▶ DESCRIPTION OF THE TASK
Take every line from the listing below that contains "true".
- Opening Delimiter -
//! Tool executor contract
//!
//! Tools are external collaborators. The runtime only depends on this trait:
//! an executor always returns an [`Outcome`], never an error, for domain
//! failures. Executors may honor the `_execution_mode = "shadow"` argument to
//! run against a digital-twin side-effect boundary instead of production.

use std::collections::HashMap;

use async_trait::async_trait;
use serde::{Deserialize, Serialize};

/// Argument key injected by the shadow runner.
pub const EXECUTION_MODE_KEY: &str = "_execution_mode";

/// Value of [`EXECUTION_MODE_KEY`] for shadow executions.
pub const EXECUTION_MODE_SHADOW: &str = "shadow";

/// Result of executing a tool.
#[derive(Debug, Clone, Serialize, Deserialize, Default)]
pub struct Outcome {
    pub success: bool,
    pub error: Option<String>,
    /// Whether the execution had observable side effects.
    pub side_effects: bool,
    /// Tool-specific result payload.
    #[serde(default)]
    pub data: HashMap<String, serde_json::Value>,
    pub execution_time_ms: u64,
}

impl Outcome {
    /// A successful outcome with no side effects.
    pub fn success(execution_time_ms: u64) -> Self {
        Self {
            success: true,
            execution_time_ms,
            ..Self::default()
        }
    }

    /// A failure outcome carrying an error string.
    pub fn failure(error: impl Into<String>) -> Self {
        Self {
            success: false,
            error: Some(error.into()),
            ..Self::default()
        }
    }

    pub fn with_side_effects(mut self) -> Self {
        self.side_effects = true;
        self
    }

    pub fn with_data(mut self, key: impl Into<String>, value: serde_json::Value) -> Self {
        self.data.insert(key.into(), value);
        self
    }
}

/// Executes tools on behalf of the autonomy loop.
///
/// Implementations wrap real infrastructure tooling (kubectl, service
/// managers, patchers). Domain failures must be reported through the
/// returned [`Outcome`]; an `Err` from this trait is treated as an executor
/// crash and synthesized into a failure outcome by the caller.
#[async_trait]
pub trait ToolExecutor: Send + Sync {
    async fn execute(
        &self,
        tool_id: &str,
        args: &serde_json::Map<String, serde_json::Value>,
    ) -> Result<Outcome, String>;
}

#[cfg(test)]
mod tests {
    use super::*;

    #[test]
    fn outcome_constructors() {
        let ok = Outcome::success(120);
        assert!(ok.success);
        assert!(ok.error.is_none());
        assert_eq!(ok.execution_time_ms, 120);

        let failed = Outcome::failure("connection refused");
        assert!(!failed.success);
        assert_eq!(failed.error.as_deref(), Some("connection refused"));
        assert!(!failed.side_effects);

        let noisy = Outcome::success(10).with_side_effects();
        assert!(noisy.side_effects);
    }

    #[test]
    fn outcome_serde_round_trip() {
        let outcome = Outcome::success(42).with_data("restarted", serde_json::json!(true));
        let json = serde_json::to_string(&outcome).unwrap();
        let back: Outcome = serde_json::from_str(&json).unwrap();
        assert!(back.success);
        assert_eq!(back.data["restarted"], true);
    }
}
- Closing Delimiter -
▶ SOLUTION TO THE EXERCISE
            success: true,
        self.side_effects = true;
        let outcome = Outcome::success(42).with_data("restarted", serde_json::json!(true));
        assert_eq!(back.data["restarted"], true);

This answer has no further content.